§ **To do**: Find the line in the entries below that contains "assert!(matches!(result, Err(AppError::Connect(_))));". Repeat it exactly, and every line after it through the line that contains "local IPC endpoint.".

§ **Provided data**:
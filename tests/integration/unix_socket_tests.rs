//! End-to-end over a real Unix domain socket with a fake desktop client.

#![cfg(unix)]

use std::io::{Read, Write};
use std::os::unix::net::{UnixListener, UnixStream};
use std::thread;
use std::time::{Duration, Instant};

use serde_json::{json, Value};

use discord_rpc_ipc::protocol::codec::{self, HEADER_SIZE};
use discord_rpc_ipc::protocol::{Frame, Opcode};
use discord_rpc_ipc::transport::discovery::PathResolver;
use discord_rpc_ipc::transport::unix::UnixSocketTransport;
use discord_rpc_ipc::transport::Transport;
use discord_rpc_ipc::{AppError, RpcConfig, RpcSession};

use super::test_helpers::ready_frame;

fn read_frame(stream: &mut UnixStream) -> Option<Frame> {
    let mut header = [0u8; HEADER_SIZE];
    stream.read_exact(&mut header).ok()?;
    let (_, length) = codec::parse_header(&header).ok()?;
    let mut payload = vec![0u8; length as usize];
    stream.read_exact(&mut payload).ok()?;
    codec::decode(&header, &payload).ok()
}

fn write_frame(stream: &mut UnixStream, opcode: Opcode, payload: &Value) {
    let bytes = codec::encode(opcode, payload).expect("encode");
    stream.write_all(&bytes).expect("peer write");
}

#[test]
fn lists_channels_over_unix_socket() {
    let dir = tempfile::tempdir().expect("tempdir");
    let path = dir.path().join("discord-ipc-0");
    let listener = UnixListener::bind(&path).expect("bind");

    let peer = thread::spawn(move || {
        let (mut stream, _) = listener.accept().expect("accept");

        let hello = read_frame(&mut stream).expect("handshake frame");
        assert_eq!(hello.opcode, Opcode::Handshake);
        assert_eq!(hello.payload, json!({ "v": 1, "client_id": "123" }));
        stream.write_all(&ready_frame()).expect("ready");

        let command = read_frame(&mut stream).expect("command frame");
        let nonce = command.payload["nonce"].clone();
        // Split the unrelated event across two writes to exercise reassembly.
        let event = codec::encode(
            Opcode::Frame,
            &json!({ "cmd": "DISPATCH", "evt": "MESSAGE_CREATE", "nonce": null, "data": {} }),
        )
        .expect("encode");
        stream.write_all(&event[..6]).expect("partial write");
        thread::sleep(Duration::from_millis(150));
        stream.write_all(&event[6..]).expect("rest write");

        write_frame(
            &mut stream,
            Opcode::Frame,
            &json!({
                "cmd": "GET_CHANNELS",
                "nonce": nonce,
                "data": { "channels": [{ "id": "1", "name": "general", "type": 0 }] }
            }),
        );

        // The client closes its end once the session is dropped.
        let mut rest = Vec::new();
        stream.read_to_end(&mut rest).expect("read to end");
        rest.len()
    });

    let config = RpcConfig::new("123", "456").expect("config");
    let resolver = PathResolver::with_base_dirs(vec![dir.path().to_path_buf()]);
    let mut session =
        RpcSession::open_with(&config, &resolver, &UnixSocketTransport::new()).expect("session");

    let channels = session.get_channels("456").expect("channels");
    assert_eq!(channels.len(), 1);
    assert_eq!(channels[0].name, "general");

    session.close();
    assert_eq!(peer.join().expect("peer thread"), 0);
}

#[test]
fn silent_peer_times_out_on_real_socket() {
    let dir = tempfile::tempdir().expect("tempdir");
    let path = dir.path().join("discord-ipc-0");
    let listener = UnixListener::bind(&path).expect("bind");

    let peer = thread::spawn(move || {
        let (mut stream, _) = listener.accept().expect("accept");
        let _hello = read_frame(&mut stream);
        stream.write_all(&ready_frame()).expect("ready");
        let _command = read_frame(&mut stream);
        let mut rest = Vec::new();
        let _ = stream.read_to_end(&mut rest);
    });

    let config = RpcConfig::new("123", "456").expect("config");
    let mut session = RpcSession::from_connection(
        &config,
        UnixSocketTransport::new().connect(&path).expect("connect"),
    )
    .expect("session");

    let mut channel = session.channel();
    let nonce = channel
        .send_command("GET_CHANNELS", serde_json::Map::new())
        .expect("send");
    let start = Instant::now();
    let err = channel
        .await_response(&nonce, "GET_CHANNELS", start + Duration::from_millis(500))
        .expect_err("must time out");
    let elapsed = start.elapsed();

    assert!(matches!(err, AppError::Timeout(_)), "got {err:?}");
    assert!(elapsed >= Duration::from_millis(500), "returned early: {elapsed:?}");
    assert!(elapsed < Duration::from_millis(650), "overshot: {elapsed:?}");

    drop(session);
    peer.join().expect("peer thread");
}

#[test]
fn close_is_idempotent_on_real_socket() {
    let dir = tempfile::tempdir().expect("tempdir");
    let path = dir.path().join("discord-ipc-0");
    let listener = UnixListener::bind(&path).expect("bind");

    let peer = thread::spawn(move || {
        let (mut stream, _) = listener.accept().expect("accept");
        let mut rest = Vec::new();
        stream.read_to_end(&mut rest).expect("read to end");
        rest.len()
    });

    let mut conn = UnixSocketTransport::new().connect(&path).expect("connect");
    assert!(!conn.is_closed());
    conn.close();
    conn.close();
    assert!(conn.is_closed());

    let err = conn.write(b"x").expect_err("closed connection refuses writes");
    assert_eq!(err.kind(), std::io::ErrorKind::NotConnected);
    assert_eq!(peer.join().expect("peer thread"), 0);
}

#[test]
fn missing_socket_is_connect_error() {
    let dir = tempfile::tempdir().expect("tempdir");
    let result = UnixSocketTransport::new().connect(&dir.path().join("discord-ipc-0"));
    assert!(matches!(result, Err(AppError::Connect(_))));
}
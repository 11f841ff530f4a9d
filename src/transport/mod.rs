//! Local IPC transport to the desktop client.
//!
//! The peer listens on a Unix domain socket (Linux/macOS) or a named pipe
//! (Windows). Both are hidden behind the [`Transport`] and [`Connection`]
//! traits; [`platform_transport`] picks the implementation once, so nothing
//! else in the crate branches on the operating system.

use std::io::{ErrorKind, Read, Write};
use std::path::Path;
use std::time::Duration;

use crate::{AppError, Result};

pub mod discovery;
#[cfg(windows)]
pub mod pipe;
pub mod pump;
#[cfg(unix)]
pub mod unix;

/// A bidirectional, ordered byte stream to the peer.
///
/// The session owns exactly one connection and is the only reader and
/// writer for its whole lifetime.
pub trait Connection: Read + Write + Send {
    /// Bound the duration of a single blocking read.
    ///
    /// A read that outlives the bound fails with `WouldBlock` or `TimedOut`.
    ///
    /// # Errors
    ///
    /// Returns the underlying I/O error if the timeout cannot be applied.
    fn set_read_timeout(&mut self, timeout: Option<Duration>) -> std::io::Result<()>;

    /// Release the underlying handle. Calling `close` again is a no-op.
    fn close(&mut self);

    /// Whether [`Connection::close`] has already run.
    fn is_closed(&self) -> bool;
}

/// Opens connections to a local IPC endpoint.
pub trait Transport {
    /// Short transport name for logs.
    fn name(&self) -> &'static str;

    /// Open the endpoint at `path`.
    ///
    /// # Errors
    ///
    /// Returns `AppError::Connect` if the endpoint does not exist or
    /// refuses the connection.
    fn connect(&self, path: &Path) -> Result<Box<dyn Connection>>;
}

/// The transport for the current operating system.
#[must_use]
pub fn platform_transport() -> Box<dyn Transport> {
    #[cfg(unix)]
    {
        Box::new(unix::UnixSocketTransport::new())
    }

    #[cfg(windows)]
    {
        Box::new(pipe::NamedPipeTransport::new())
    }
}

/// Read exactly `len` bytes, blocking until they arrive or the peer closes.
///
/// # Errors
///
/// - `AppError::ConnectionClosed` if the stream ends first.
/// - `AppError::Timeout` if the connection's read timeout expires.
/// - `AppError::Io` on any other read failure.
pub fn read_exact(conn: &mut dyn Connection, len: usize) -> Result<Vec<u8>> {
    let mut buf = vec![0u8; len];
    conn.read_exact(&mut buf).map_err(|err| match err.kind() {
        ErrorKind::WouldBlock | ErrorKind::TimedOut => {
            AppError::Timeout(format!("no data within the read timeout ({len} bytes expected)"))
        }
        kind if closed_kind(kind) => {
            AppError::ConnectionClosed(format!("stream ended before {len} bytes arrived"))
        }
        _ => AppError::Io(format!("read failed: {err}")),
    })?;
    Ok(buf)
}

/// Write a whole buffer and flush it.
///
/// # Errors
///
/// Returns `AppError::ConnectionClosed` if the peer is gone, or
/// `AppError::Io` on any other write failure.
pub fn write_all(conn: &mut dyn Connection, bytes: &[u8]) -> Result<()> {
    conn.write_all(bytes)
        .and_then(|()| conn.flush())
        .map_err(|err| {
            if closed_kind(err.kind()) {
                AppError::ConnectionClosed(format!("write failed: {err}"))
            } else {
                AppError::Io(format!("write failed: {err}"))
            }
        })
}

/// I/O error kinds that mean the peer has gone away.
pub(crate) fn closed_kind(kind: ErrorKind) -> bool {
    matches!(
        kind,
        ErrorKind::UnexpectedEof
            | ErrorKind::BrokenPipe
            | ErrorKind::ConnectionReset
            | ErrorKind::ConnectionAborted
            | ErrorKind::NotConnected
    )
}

---

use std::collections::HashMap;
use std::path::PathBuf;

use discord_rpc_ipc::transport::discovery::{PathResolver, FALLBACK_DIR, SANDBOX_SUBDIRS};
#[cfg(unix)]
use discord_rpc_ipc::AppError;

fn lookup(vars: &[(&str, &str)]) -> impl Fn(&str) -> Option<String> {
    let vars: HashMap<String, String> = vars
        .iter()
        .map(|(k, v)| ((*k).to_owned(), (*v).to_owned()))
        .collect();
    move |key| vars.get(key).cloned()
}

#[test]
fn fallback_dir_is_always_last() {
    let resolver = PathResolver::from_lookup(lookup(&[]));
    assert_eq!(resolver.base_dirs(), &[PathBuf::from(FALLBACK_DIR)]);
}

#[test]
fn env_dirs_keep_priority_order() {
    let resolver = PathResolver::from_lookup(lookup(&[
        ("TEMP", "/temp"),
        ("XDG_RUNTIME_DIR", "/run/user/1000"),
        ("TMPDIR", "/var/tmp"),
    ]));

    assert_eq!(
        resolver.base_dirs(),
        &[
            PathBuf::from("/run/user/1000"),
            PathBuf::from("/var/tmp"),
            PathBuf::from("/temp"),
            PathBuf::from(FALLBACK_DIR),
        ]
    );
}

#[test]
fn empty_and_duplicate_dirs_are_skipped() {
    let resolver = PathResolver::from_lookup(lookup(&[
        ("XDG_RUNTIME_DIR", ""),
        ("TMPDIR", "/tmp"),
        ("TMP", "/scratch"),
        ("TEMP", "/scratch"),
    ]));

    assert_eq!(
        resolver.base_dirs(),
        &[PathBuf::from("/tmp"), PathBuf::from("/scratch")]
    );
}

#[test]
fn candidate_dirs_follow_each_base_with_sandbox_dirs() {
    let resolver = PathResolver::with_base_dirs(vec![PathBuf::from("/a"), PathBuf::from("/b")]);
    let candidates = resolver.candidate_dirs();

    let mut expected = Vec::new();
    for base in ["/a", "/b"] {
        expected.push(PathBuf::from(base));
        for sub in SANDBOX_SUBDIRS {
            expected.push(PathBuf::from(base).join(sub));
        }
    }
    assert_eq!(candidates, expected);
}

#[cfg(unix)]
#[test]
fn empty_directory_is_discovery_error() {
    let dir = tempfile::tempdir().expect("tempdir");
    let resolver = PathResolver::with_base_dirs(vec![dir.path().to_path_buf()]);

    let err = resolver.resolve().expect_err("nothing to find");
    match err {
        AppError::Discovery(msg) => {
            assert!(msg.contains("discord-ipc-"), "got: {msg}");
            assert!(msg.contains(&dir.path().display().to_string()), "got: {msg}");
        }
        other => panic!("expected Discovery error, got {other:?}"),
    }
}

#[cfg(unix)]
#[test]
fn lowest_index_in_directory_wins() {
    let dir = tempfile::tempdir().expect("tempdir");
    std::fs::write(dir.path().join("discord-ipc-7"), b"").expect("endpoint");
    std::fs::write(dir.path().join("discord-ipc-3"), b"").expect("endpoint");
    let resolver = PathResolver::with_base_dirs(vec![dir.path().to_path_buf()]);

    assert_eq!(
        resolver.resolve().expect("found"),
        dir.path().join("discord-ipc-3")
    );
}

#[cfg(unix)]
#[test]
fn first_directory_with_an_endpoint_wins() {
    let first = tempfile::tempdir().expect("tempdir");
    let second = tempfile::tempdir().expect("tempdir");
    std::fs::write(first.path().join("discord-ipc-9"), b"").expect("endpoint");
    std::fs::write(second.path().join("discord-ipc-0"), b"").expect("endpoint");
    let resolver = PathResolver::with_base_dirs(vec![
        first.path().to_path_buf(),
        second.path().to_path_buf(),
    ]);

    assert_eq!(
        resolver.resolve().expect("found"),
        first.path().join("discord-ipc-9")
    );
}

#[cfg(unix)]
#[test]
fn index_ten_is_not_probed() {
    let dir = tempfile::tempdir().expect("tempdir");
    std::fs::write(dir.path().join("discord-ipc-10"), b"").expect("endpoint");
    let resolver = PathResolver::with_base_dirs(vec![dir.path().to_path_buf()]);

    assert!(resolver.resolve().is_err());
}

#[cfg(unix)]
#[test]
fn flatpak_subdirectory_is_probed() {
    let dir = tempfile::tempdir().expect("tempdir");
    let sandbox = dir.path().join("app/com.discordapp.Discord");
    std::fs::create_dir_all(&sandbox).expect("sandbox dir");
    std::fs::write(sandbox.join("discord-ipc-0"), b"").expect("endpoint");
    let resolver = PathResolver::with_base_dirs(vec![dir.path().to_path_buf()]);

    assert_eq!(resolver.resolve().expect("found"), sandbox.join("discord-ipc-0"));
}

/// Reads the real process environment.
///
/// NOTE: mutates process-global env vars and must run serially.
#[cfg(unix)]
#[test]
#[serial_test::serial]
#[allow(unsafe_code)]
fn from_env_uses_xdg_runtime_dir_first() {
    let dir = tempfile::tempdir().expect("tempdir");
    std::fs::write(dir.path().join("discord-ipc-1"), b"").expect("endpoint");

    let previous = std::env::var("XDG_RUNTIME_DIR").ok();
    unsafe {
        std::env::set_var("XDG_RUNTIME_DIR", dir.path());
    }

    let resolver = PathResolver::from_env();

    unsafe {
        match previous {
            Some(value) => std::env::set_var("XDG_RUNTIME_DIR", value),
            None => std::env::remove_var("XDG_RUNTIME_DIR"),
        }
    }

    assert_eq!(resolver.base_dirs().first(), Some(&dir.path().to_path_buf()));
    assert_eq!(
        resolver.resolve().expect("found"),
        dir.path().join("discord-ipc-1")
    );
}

§ **Answer area**:
    assert!(matches!(result, Err(AppError::Connect(_))));
}
repository 11f841ff530f4a9d
filename src/transport/mod.rs
//! Local IPC transport to the desktop client.
//!
//! The peer listens on a Unix domain socket (Linux/macOS) or a named pipe
//! (Windows). Both are hidden behind the [`Transport`] and [`Connection`]
//! traits; [`platform_transport`] picks the implementation once, so nothing
//! else in the crate branches on the operating system.

use std::io::{ErrorKind, Read, Write};
use std::path::Path;
use std::time::Duration;

use crate::{AppError, Result};

pub mod discovery;
#[cfg(windows)]
pub mod pipe;
pub mod pump;
#[cfg(unix)]
pub mod unix;

/// A bidirectional, ordered byte stream to the peer.
///
/// The session owns exactly one connection and is the only reader and
/// writer for its whole lifetime.
pub trait Connection: Read + Write + Send {
    /// Bound the duration of a single blocking read.
    ///
    /// A read that outlives the bound fails with `WouldBlock` or `TimedOut`.
    ///
    /// # Errors
    ///
    /// Returns the underlying I/O error if the timeout cannot be applied.
    fn set_read_timeout(&mut self, timeout: Option<Duration>) -> std::io::Result<()>;

    /// Release the underlying handle. Calling `close` again is a no-op.
    fn close(&mut self);

    /// Whether [`Connection::close`] has already run.
    fn is_closed(&self) -> bool;
}

/// Opens connections to a local IPC endpoint.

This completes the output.